Privacy-Preserving Learning of Human Activity Predictors in Smart Environments
Sharare Zehtabian, Siavash Khodadadeh, Ladislau B\"ol\"oni, Damla, Turgut

TL;DR
This paper explores privacy-preserving methods for learning human activity models in smart environments using deep neural networks, balancing accuracy and privacy in local, centralized, and federated settings, validated on real data.
Contribution
It introduces a novel approach that tracks data evolution and enables users to choose privacy-preserving strategies based on predicted benefits.
Findings
Users can effectively balance privacy and accuracy.
Federated learning improves privacy while maintaining performance.

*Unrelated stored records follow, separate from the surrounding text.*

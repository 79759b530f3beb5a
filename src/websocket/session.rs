use crate::error::AppError;
use crate::middleware::auth::auth_user_from_token;
use crate::websocket::hub::{SessionEvent, SessionHub};
use axum::{
    extract::{
        ws::{Message, WebSocket},
        Query, WebSocketUpgrade,
    },
    response::IntoResponse,
    Extension,
};
use futures_util::{SinkExt, StreamExt};
use serde::{Deserialize, Serialize};
use uuid::Uuid;

#[derive(Deserialize)]
pub struct WsQuery {
    pub token: Option<String>,
}

#[derive(Debug, Serialize)]
pub struct SessionEventMessage {
    pub event: SessionEvent,
    pub has_session: bool,
}

impl From<SessionEvent> for SessionEventMessage {
    fn from(event: SessionEvent) -> Self {
        Self {
            event,
            has_session: event.has_session(),
        }
    }
}

/// Session change feed for one open view. The subscription lives exactly
/// as long as the socket.
pub async fn ws_handler(
    ws: WebSocketUpgrade,
    Query(query): Query<WsQuery>,
    Extension(hub): Extension<SessionHub>,
) -> Result<impl IntoResponse, AppError> {
    let auth_user = query
        .token
        .as_deref()
        .and_then(auth_user_from_token)
        .ok_or(AppError::Unauthorized)?;
    let user_id = auth_user.user_id;

    Ok(ws.on_upgrade(move |socket| handle_socket(socket, user_id, hub)))
}

async fn handle_socket(socket: WebSocket, user_id: Uuid, hub: SessionHub) {
    let (mut ws_sender, mut ws_receiver) = socket.split();
    let mut subscription = hub.subscribe(user_id);

    tracing::info!("Session feed connected for user {}", user_id);

    let mut send_task = tokio::spawn(async move {
        while let Some(event) = subscription.recv().await {
            let payload = match serde_json::to_string(&SessionEventMessage::from(event)) {
                Ok(payload) => payload,
                Err(e) => {
                    tracing::error!("Failed to encode session event: {}", e);
                    break;
                }
            };
            if ws_sender.send(Message::Text(payload.into())).await.is_err() {
                break;
            }
            if !event.has_session() {
                let _ = ws_sender.send(Message::Close(None)).await;
                break;
            }
        }
    });

    let mut recv_task = tokio::spawn(async move {
        while let Some(Ok(msg)) = ws_receiver.next().await {
            if let Message::Close(_) = msg {
                break;
            }
        }
    });

    // Whichever side ends first takes the other down, which drops the
    // subscription.
    tokio::select! {
        _ = &mut send_task => recv_task.abort(),
        _ = &mut recv_task => send_task.abort(),
    }

    tracing::info!("Session feed disconnected for user {}", user_id);
}
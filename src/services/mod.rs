pub mod auth;
pub mod generation;
pub mod report;

pub use auth::AuthService;
pub use generation::{GenerationTicket, RequestGenerations};
pub use report::ReportService;
use dashmap::DashMap;
use serde::Serialize;
use std::sync::{
    atomic::{AtomicU64, Ordering},
    Arc,
};
use tokio::sync::mpsc;
use uuid::Uuid;

#[derive(Debug, Clone, Copy, PartialEq, Eq, Serialize)]
#[serde(rename_all = "snake_case")]
pub enum SessionEvent {
    SignedIn,
    SignedOut,
    TokenRefreshed,
}

impl SessionEvent {
    /// Whether a session exists after this event.
    pub fn has_session(self) -> bool {
        !matches!(self, SessionEvent::SignedOut)
    }
}

type Subscribers = Arc<DashMap<Uuid, Vec<(u64, mpsc::UnboundedSender<SessionEvent>)>>>;

/// Fan-out of session changes to the views a user has open.
#[derive(Clone, Default)]
pub struct SessionHub {
    subscribers: Subscribers,
    next_id: Arc<AtomicU64>,
}

/// A live subscription. Dropping it unsubscribes.
pub struct SessionSubscription {
    subscribers: Subscribers,
    user_id: Uuid,
    id: u64,
    rx: mpsc::UnboundedReceiver<SessionEvent>,
}

impl SessionHub {
    pub fn new() -> Self {
        Self::default()
    }

    pub fn subscribe(&self, user_id: Uuid) -> SessionSubscription {
        let id = self.next_id.fetch_add(1, Ordering::Relaxed);
        let (tx, rx) = mpsc::unbounded_channel();
        self.subscribers.entry(user_id).or_default().push((id, tx));
        SessionSubscription {
            subscribers: Arc::clone(&self.subscribers),
            user_id,
            id,
            rx,
        }
    }

    pub fn publish(&self, user_id: Uuid, event: SessionEvent) {
        tracing::debug!(%user_id, ?event, "Publishing session event");
        if let Some(mut senders) = self.subscribers.get_mut(&user_id) {
            senders.retain(|(_, sender)| sender.send(event).is_ok());
            if senders.is_empty() {
                drop(senders);
                self.subscribers.remove_if(&user_id, |_, s| s.is_empty());
            }
        }
    }

    pub fn subscriber_count(&self, user_id: Uuid) -> usize {
        self.subscribers
            .get(&user_id)
            .map(|s| s.len())
            .unwrap_or(0)
    }
}

impl SessionSubscription {
    pub async fn recv(&mut self) -> Option<SessionEvent> {
        self.rx.recv().await
    }
}

impl Drop for SessionSubscription {
    fn drop(&mut self) {
        if let Some(mut senders) = self.subscribers.get_mut(&self.user_id) {
            senders.retain(|(id, _)| *id != self.id);
            if senders.is_empty() {
                drop(senders);
                self.subscribers.remove_if(&self.user_id, |_, s| s.is_empty());
            }
        }
    }
}

#[cfg(test)]
mod tests {
    use super::*;

    #[tokio::test]
    async fn every_open_view_receives_the_event() {
        let hub = SessionHub::new();
        let user = Uuid::new_v4();
        let mut first = hub.subscribe(user);
        let mut second = hub.subscribe(user);

        hub.publish(user, SessionEvent::SignedOut);

        assert_eq!(first.recv().await, Some(SessionEvent::SignedOut));
        assert_eq!(second.recv().await, Some(SessionEvent::SignedOut));
    }

    #[tokio::test]
    async fn events_are_scoped_to_the_user() {
        let hub = SessionHub::new();
        let ana = Uuid::new_v4();
        let bia = Uuid::new_v4();
        let mut ana_view = hub.subscribe(ana);
        let _bia_view = hub.subscribe(bia);

        hub.publish(bia, SessionEvent::SignedIn);
        hub.publish(ana, SessionEvent::TokenRefreshed);

        assert_eq!(ana_view.recv().await, Some(SessionEvent::TokenRefreshed));
    }

    #[test]
    fn dropping_the_subscription_unsubscribes() {
        let hub = SessionHub::new();
        let user = Uuid::new_v4();
        let first = hub.subscribe(user);
        let second = hub.subscribe(user);
        assert_eq!(hub.subscriber_count(user), 2);

        drop(first);
        assert_eq!(hub.subscriber_count(user), 1);
        drop(second);
        assert_eq!(hub.subscriber_count(user), 0);

        // Publishing with nobody listening is a no-op.
        hub.publish(user, SessionEvent::SignedIn);
    }

    #[test]
    fn only_sign_out_ends_the_session() {
        assert!(SessionEvent::SignedIn.has_session());
        assert!(SessionEvent::TokenRefreshed.has_session());
        assert!(!SessionEvent::SignedOut.has_session());
    }
}
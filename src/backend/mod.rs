//! The hosted backend this portal is a client of.
//!
//! Authentication, row storage, row-level policies and tracking-token
//! generation all live behind [`Backend`]. The portal only orchestrates
//! calls to it.

pub mod memory;
pub mod supabase;

use crate::models::{NewReport, ProfileUpdate, Report, Session, SignUpOutcome, SignUpRequest, TrackedReport};
use async_trait::async_trait;
use std::sync::Arc;
use thiserror::Error;
use uuid::Uuid;

pub use memory::MemoryBackend;
pub use supabase::SupabaseBackend;

#[derive(Error, Debug)]
pub enum BackendError {
    #[error("HTTP request failed: {0}")]
    Http(#[from] reqwest::Error),

    /// The backend answered with an error payload. `message` is the raw
    /// text it sent, which callers may show or translate.
    #[error("{message}")]
    Api { status: u16, message: String },

    #[error("Record not found")]
    NotFound,

    #[error("Unexpected backend response: {0}")]
    Unexpected(String),
}

impl BackendError {
    /// HTTP status reported by the backend, if it answered at all.
    pub fn status(&self) -> Option<u16> {
        match self {
            BackendError::Api { status, .. } => Some(*status),
            BackendError::Http(e) => e.status().map(|s| s.as_u16()),
            BackendError::NotFound => Some(404),
            BackendError::Unexpected(_) => None,
        }
    }
}

pub type BackendResult<T> = Result<T, BackendError>;

/// Operations consumed from the hosted backend.
///
/// `access_token` arguments carry the caller's session token; when absent
/// the request runs with the project's anonymous key.
#[async_trait]
pub trait Backend: Send + Sync {
    async fn sign_up(&self, request: &SignUpRequest) -> BackendResult<SignUpOutcome>;

    async fn sign_in(&self, email: &str, password: &str) -> BackendResult<Session>;

    async fn refresh_session(&self, refresh_token: &str) -> BackendResult<Session>;

    async fn sign_out(&self, access_token: &str) -> BackendResult<()>;

    async fn update_profile(
        &self,
        access_token: Option<&str>,
        user_id: Uuid,
        profile: &ProfileUpdate,
    ) -> BackendResult<()>;

    /// Ask the token RPC for a fresh, unique tracking token.
    async fn generate_tracking_token(&self) -> BackendResult<String>;

    /// Single atomic insert returning the stored row.
    async fn insert_report(
        &self,
        access_token: Option<&str>,
        report: &NewReport,
    ) -> BackendResult<Report>;

    /// Reports owned by `user_id`, newest first.
    async fn reports_by_owner(
        &self,
        access_token: &str,
        user_id: Uuid,
    ) -> BackendResult<Vec<Report>>;

    /// The single report carrying `token`, with its status history.
    /// Zero or several matches yield [`BackendError::NotFound`].
    async fn report_by_token(&self, token: &str) -> BackendResult<TrackedReport>;

    fn name(&self) -> &'static str;
}

pub type SharedBackend = Arc<dyn Backend>;
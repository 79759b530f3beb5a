use serde::{Deserialize, Serialize};
use uuid::Uuid;

/// Identity as reported by the hosted auth service.
#[derive(Clone, Debug, PartialEq, Serialize, Deserialize)]
pub struct BackendUser {
    pub id: Uuid,
    #[serde(default)]
    pub email: Option<String>,
}

/// A live session issued by the auth service.
#[derive(Clone, Debug, PartialEq, Serialize, Deserialize)]
pub struct Session {
    pub access_token: String,
    pub refresh_token: String,
    /// Lifetime of the access token in seconds
    pub expires_in: u64,
    pub user: BackendUser,
}

/// Result of a sign-up. The session is absent when the project requires
/// email confirmation before the first login.
#[derive(Clone, Debug, PartialEq)]
pub struct SignUpOutcome {
    pub user: BackendUser,
    pub session: Option<Session>,
}

#[derive(Clone, Debug, PartialEq, Serialize)]
pub struct ProfileUpdate {
    pub full_name: String,
    pub phone: Option<String>,
}

#[derive(Clone, Debug, PartialEq)]
pub struct SignUpRequest {
    pub email: String,
    pub password: String,
    pub profile: ProfileUpdate,
}
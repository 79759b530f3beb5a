use crate::{
    backend::{BackendError, SharedBackend},
    error::{AppError, AppResult},
    middleware::auth::AuthUser,
    models::{BackendUser, Session},
    navigation::Screen,
    validation::{LoginForm, SignUpForm},
    websocket::hub::{SessionEvent, SessionHub},
};

pub const SIGNED_UP: &str = "Conta criada com sucesso!";
pub const SIGNED_IN: &str = "Login realizado com sucesso!";
pub const SIGNED_OUT: &str = "Logout realizado com sucesso";

/// Result of a sign-up or sign-in.
#[derive(Debug, Clone)]
pub struct AuthOutcome {
    pub user: BackendUser,
    /// Absent after a sign-up that still awaits email confirmation.
    pub session: Option<Session>,
    pub message: &'static str,
    pub redirect: Screen,
}

pub struct AuthService {
    backend: SharedBackend,
    hub: SessionHub,
}

impl AuthService {
    pub fn new(backend: SharedBackend, hub: SessionHub) -> Self {
        Self { backend, hub }
    }

    /// Create an account, then fill in its profile row.
    pub async fn sign_up(&self, form: &SignUpForm) -> AppResult<AuthOutcome> {
        let request = form.validate().map_err(AppError::Validation)?;

        let outcome = self.backend.sign_up(&request).await.map_err(|e| {
            tracing::warn!("Sign-up rejected: {}", e);
            AppError::rejected(&e, translate_sign_up_error(&e))
        })?;

        let access_token = outcome.session.as_ref().map(|s| s.access_token.as_str());
        if let Err(e) = self
            .backend
            .update_profile(access_token, outcome.user.id, &request.profile)
            .await
        {
            tracing::warn!(user_id = %outcome.user.id, "Profile update after sign-up failed: {}", e);
        }

        if outcome.session.is_some() {
            self.hub.publish(outcome.user.id, SessionEvent::SignedIn);
        }
        tracing::info!(user_id = %outcome.user.id, "Account created");

        Ok(AuthOutcome {
            user: outcome.user,
            session: outcome.session,
            message: SIGNED_UP,
            redirect: Screen::Dashboard,
        })
    }

    pub async fn sign_in(&self, form: &LoginForm) -> AppResult<AuthOutcome> {
        form.validate().map_err(AppError::Validation)?;

        let session = self
            .backend
            .sign_in(&form.email, &form.password)
            .await
            .map_err(|e| {
                tracing::debug!("Sign-in rejected: {}", e);
                AppError::rejected(&e, translate_sign_in_error(&e))
            })?;

        self.hub.publish(session.user.id, SessionEvent::SignedIn);

        Ok(AuthOutcome {
            user: session.user.clone(),
            session: Some(session),
            message: SIGNED_IN,
            redirect: Screen::Dashboard,
        })
    }

    /// Trade a refresh token for a new session. Any rejection means the
    /// caller has to sign in again.
    pub async fn refresh(&self, refresh_token: &str) -> AppResult<Session> {
        if refresh_token.trim().is_empty() {
            return Err(AppError::Unauthorized);
        }

        let session = self
            .backend
            .refresh_session(refresh_token)
            .await
            .map_err(|e| match e.status() {
                Some(status) if (400..500).contains(&status) => {
                    tracing::debug!("Refresh token rejected: {}", e);
                    AppError::Unauthorized
                }
                _ => AppError::Backend(e),
            })?;

        self.hub.publish(session.user.id, SessionEvent::TokenRefreshed);
        Ok(session)
    }

    /// End the caller's session. The backend call is best effort: the
    /// local session ends regardless.
    pub async fn sign_out(&self, caller: Option<&AuthUser>) -> (&'static str, Screen) {
        if let Some(caller) = caller {
            if let Err(e) = self.backend.sign_out(&caller.access_token).await {
                tracing::warn!(user_id = %caller.user_id, "Backend sign-out failed: {}", e);
            }
            self.hub.publish(caller.user_id, SessionEvent::SignedOut);
        }
        (SIGNED_OUT, Screen::Landing)
    }
}

pub fn translate_sign_up_error(err: &BackendError) -> String {
    let raw = err.to_string();
    if raw.contains("already registered") {
        "Este email já está cadastrado".to_string()
    } else {
        format!("Erro ao criar conta: {}", raw)
    }
}

pub fn translate_sign_in_error(err: &BackendError) -> String {
    let raw = err.to_string();
    if raw.contains("Invalid login") {
        "Email ou senha incorretos".to_string()
    } else {
        format!("Erro ao fazer login: {}", raw)
    }
}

Predictive models are validated on real-world datasets.
Abstract
The daily activities performed by a disabled or elderly person can be monitored by a smart environment, and the acquired data can be used to learn a predictive model of user behavior. To speed up the learning, several researchers designed collaborative learning systems that use data from multiple users. However, disclosing the daily activities of an elderly or disabled user raises privacy concerns. In this paper, we use state-of-the-art deep neural network-based techniques to learn predictive human activity models in the local, centralized, and federated learning settings. A novel aspect of our work is that we carefully track the temporal evolution of the data available to the learner and the data shared by the user. In contrast to previous work where users shared all their data with the centralized learner, we consider users that aim to preserve their privacy. Thus, they choose between…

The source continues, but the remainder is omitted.